> [WHAT THE TASK REQUIRES] Identify all lines in the listing that include the word "coords", and copy them out.

> [EXTRACTED ENTRIES]

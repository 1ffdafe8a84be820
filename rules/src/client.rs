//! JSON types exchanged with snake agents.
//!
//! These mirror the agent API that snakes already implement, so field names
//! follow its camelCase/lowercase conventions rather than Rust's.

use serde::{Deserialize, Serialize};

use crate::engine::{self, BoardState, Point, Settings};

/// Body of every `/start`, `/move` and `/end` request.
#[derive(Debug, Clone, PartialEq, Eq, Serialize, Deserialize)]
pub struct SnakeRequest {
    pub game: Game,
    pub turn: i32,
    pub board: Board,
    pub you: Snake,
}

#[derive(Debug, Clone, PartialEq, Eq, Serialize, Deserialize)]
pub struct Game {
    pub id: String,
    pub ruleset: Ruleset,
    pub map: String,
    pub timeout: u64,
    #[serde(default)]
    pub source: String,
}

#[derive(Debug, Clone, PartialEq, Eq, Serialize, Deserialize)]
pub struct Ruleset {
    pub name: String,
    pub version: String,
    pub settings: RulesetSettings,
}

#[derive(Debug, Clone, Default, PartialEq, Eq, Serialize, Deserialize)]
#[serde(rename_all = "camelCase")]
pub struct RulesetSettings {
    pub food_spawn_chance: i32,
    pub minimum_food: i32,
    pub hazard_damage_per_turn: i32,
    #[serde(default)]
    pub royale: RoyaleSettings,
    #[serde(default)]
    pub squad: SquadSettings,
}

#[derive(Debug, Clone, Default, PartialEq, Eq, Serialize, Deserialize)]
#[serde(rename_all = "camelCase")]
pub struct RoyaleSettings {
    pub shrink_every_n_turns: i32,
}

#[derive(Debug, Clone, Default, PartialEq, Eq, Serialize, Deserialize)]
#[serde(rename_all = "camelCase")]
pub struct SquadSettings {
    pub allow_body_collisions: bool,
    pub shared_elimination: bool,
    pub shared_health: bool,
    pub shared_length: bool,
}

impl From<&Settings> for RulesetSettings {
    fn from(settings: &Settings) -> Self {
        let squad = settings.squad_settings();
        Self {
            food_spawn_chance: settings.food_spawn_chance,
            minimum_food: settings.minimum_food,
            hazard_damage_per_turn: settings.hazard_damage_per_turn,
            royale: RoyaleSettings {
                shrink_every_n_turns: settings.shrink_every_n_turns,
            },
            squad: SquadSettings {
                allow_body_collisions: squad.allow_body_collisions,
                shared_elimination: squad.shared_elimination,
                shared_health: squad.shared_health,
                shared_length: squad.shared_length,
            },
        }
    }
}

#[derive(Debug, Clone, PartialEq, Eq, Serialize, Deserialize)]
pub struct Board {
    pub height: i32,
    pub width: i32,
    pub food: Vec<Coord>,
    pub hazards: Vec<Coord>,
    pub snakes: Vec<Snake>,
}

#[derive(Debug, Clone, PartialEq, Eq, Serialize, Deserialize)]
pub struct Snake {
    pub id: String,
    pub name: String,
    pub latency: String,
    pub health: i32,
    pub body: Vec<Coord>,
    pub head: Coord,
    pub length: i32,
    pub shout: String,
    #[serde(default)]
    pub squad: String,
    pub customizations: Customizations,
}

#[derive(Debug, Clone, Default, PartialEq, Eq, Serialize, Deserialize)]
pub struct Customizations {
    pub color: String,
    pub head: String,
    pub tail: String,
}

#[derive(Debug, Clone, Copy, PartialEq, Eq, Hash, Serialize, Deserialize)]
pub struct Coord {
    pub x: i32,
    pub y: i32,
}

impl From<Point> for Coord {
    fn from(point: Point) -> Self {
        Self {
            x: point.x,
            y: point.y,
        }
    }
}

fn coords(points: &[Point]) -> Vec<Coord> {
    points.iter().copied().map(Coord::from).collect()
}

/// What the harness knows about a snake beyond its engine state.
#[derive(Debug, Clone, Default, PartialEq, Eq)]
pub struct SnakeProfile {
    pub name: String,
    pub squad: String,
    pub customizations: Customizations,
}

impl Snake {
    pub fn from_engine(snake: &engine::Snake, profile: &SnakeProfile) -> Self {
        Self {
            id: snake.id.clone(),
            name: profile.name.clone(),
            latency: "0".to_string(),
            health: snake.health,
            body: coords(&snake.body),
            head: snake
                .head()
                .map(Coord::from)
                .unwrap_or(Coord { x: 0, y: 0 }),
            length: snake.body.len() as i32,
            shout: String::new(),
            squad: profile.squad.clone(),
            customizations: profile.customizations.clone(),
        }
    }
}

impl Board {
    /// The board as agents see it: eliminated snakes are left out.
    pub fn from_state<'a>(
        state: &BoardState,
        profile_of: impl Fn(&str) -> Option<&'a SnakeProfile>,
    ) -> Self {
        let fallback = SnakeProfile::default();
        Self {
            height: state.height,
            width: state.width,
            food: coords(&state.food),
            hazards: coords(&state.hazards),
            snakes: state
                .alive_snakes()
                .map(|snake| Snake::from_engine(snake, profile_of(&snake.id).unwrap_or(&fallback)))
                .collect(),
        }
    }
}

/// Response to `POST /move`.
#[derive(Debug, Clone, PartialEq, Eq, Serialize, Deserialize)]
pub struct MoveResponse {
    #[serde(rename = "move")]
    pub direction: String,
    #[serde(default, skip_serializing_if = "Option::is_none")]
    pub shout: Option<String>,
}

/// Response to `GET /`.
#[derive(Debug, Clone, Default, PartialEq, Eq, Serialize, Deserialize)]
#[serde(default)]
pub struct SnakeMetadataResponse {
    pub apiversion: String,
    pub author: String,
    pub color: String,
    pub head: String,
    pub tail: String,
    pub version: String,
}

> [PROBLEM SOLUTION]
fn coords(points: &[Point]) -> Vec<Coord> {
            body: coords(&snake.body),
            food: coords(&state.food),
            hazards: coords(&state.hazards),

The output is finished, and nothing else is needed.